Sparkassen und Banken rüsten auf und sichern ihre Geldautomaten

Ein Großteil der Angriffe auf Geldautomaten in Deutschland wird durch niederländische Tätergruppierungen verübt. „Begründet durch die unmittelbare Grenznähe zu den Niederlanden, der Vielzahl von Tatgelegenheiten (mehr als 10.000 Geldautomaten), das gut ausgebaute Autobahnnetz und die hohe Abdeckung an Geldautomaten auch im ländlichen Raum, liegt der Anteil der Taten, die durch diese Klientel verübt wird, in NRW bei über 80 Prozent“, erklärt die Polizei.

Wie viel Geld die Räuber bei dem Überfall in Heßler erbeutet haben, ist nicht bekannt. Häufig schweigen sich Banken darüber aus, um mögliche Trittbrettfahrer nicht auf dumme Gedanken zu bringen. Die Beutesummen und Sachschäden, die durch solche Taten entstanden sind, lagen laut Polizei NRW-weit im Jahr 2023 bei über sieben Millionen Euro.

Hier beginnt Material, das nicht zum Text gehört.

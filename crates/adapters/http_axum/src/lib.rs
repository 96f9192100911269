//! # garagedoor-adapter-http-axum
//!
//! HTTP adapter built on [axum](https://docs.rs/axum).
//!
//! ## Routes
//!
//! | Method | Path | Auth | Purpose |
//! |--------|------|------|---------|
//! | `GET` | `/healthz` | no | liveness |
//! | `GET` | `/readyz` | no | `503` until the controller runs |
//! | `POST` | `/toggle` | `x-api-key` | queue a toggle pulse |
//! | `GET` | `/state` | `x-api-key` | cached door state |
//! | `GET` | `/ws` | `x-api-key` | state push and commands over WebSocket |
//!
//! Every body is JSON with a `result` field (`"ok"` / `"nok"`).
//!
//! ## Dependency rule
//! Depends on `garagedoor-app` (controller and ports) and `garagedoor-domain`.
//! Never leaks axum types into the domain.

pub mod api;
pub mod auth;
pub mod error;
pub mod router;
pub mod state;
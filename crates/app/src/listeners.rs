//! Listener registry — the set of subscribers to door state broadcasts.

use std::collections::BTreeMap;
use std::sync::atomic::{AtomicU64, Ordering};
use std::sync::{PoisonError, RwLock};

use garagedoor_domain::door_state::DoorState;
use garagedoor_domain::id::ListenerId;

use crate::ports::StateListener;

/// Registry of state listeners keyed by [`ListenerId`].
///
/// Ids come from a counter owned by the registry, so an id is never reused
/// and iteration follows registration order.
#[derive(Default)]
pub struct ListenerRegistry {
    next_id: AtomicU64,
    listeners: RwLock<BTreeMap<ListenerId, Box<dyn StateListener>>>,
}

impl ListenerRegistry {
    /// Create an empty registry.
    #[must_use]
    pub fn new() -> Self {
        Self::default()
    }

    /// Register a listener and return the id to remove it with.
    ///
    /// The listener is not called on registration.
    pub fn add(&self, listener: impl StateListener + 'static) -> ListenerId {
        let id = ListenerId::from_raw(self.next_id.fetch_add(1, Ordering::Relaxed));
        self.listeners
            .write()
            .unwrap_or_else(PoisonError::into_inner)
            .insert(id, Box::new(listener));
        id
    }

    /// Remove a listener. Returns `false` when the id was not registered.
    pub fn remove(&self, id: ListenerId) -> bool {
        self.listeners
            .write()
            .unwrap_or_else(PoisonError::into_inner)
            .remove(&id)
            .is_some()
    }

    /// Deliver `state` to every listener, in registration order.
    ///
    /// Holds the read lock for the whole delivery: a listener must not add or
    /// remove listeners from inside its callback. Returns the number of
    /// listeners invoked.
    pub fn broadcast(&self, state: DoorState) -> usize {
        let listeners = self
            .listeners
            .read()
            .unwrap_or_else(PoisonError::into_inner);
        for listener in listeners.values() {
            listener.state_changed(state);
        }
        listeners.len()
    }

    /// Number of registered listeners.
    #[must_use]
    pub fn len(&self) -> usize {
        self.listeners
            .read()
            .unwrap_or_else(PoisonError::into_inner)
            .len()
    }

    /// Whether no listener is registered.
    #[must_use]
    pub fn is_empty(&self) -> bool {
        self.len() == 0
    }
}

#[cfg(test)]
mod tests {
    use super::*;
    use std::sync::{Arc, Mutex};

    #[derive(Clone, Default)]
    struct Recorder(Arc<Mutex<Vec<(usize, DoorState)>>>);

    impl Recorder {
        fn listener(&self, tag: usize) -> impl Fn(DoorState) + Send + Sync + 'static {
            let log = Arc::clone(&self.0);
            move |state| log.lock().unwrap().push((tag, state))
        }

        fn entries(&self) -> Vec<(usize, DoorState)> {
            self.0.lock().unwrap().clone()
        }
    }

    #[test]
    fn should_issue_unique_ids() {
        let registry = ListenerRegistry::new();
        let a = registry.add(|_: DoorState| {});
        let b = registry.add(|_: DoorState| {});
        registry.remove(a);
        let c = registry.add(|_: DoorState| {});
        assert_ne!(a, b);
        assert_ne!(a, c);
        assert_ne!(b, c);
    }

    #[test]
    fn should_not_call_listener_on_registration() {
        let recorder = Recorder::default();
        let registry = ListenerRegistry::new();
        registry.add(recorder.listener(0));
        assert!(recorder.entries().is_empty());
    }

    #[test]
    fn should_broadcast_to_every_listener_in_registration_order() {
        let recorder = Recorder::default();
        let registry = ListenerRegistry::new();
        for tag in 0..3 {
            registry.add(recorder.listener(tag));
        }

        let delivered = registry.broadcast(DoorState::Open);

        assert_eq!(delivered, 3);
        assert_eq!(
            recorder.entries(),
            vec![
                (0, DoorState::Open),
                (1, DoorState::Open),
                (2, DoorState::Open)
            ]
        );
    }

    #[test]
    fn should_stop_delivering_to_removed_listener() {
        let recorder = Recorder::default();
        let registry = ListenerRegistry::new();
        let first = registry.add(recorder.listener(0));
        registry.add(recorder.listener(1));

        assert!(registry.remove(first));
        registry.broadcast(DoorState::Closed);

        assert_eq!(recorder.entries(), vec![(1, DoorState::Closed)]);
    }

    #[test]
    fn should_ignore_removal_of_unknown_id() {
        let recorder = Recorder::default();
        let registry = ListenerRegistry::new();
        registry.add(recorder.listener(0));

        assert!(!registry.remove(ListenerId::from_raw(999)));
        registry.broadcast(DoorState::Open);

        assert_eq!(registry.len(), 1);
        assert_eq!(recorder.entries().len(), 1);
    }

    #[test]
    fn should_ignore_double_removal() {
        let registry = ListenerRegistry::new();
        let id = registry.add(|_: DoorState| {});
        assert!(registry.remove(id));
        assert!(!registry.remove(id));
        assert!(registry.is_empty());
    }
}
//! Common error types used across the workspace.
//!
//! Each layer defines its own typed errors and converts into these at the
//! port boundary via `From`.

/// Errors reported by a physical door adapter.
#[derive(Debug, thiserror::Error)]
pub enum AdapterError {
    /// Reading or driving a line failed (bus fault, GPIO unavailable, …).
    #[error("door I/O failure")]
    Io(#[source] Box<dyn std::error::Error + Send + Sync>),

    /// The adapter does not implement the requested operation.
    #[error("operation `{0}` is not supported by this adapter")]
    Unsupported(&'static str),
}

/// Errors returned by the door controller's public operations.
#[derive(Debug, thiserror::Error)]
pub enum ControllerError {
    /// The controller is stopped; the command was not queued.
    #[error("door controller is not running")]
    NotRunning,

    /// `start` was called on a controller that is already running.
    #[error("door controller is already running")]
    AlreadyRunning,

    /// The adapter rejected the operation.
    #[error("door adapter error")]
    Adapter(#[from] AdapterError),
}

#[cfg(test)]
mod tests {
    use super::*;

    #[test]
    fn should_display_unsupported_operation() {
        let err = AdapterError::Unsupported("reset");
        assert_eq!(
            err.to_string(),
            "operation `reset` is not supported by this adapter"
        );
    }

    #[test]
    fn should_keep_io_source() {
        let io = std::io::Error::other("bus fault");
        let err = AdapterError::Io(Box::new(io));
        assert_eq!(err.to_string(), "door I/O failure");
        let source = std::error::Error::source(&err).unwrap();
        assert_eq!(source.to_string(), "bus fault");
    }

    #[test]
    fn should_display_not_running_error() {
        assert_eq!(
            ControllerError::NotRunning.to_string(),
            "door controller is not running"
        );
    }

    #[test]
    fn should_convert_adapter_error_into_controller_error() {
        let err: ControllerError = AdapterError::Unsupported("reset").into();
        assert!(matches!(
            err,
            ControllerError::Adapter(AdapterError::Unsupported("reset"))
        ));
    }
}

Seit 2021 rüstet daher auch die Sparkasse Gelsenkirchen immer weiter auf und setzt dabei auf Geldautomaten mit einem Schutzpanzer. Nach der Sprengung in Heßler wurde an Ort und Stelle der vierte gepanzerte Sparkassen-Automat installiert. Zuletzt schlugen im Mai 2024 Automatensprenger in Gelsenkirchen in der Volksbank-Filiale in Horst zu. Doch auch dort hatte die Bank bereits ihre Vorsichtsmaßnahmen hochgefahren, sodass die Beute der Täter ausgesprochen klein gewesen sei, so das Geldinstitut damals. Aber: Auch hier fehlt von den Tätern jede Spur. „Wir haben derzeit keine konkreten Hinweise auf Personen oder Fahrzeuge, die in Verdingung mit der Tat in Gelsenkirchen stehen“, so die Münsteraner Polizei.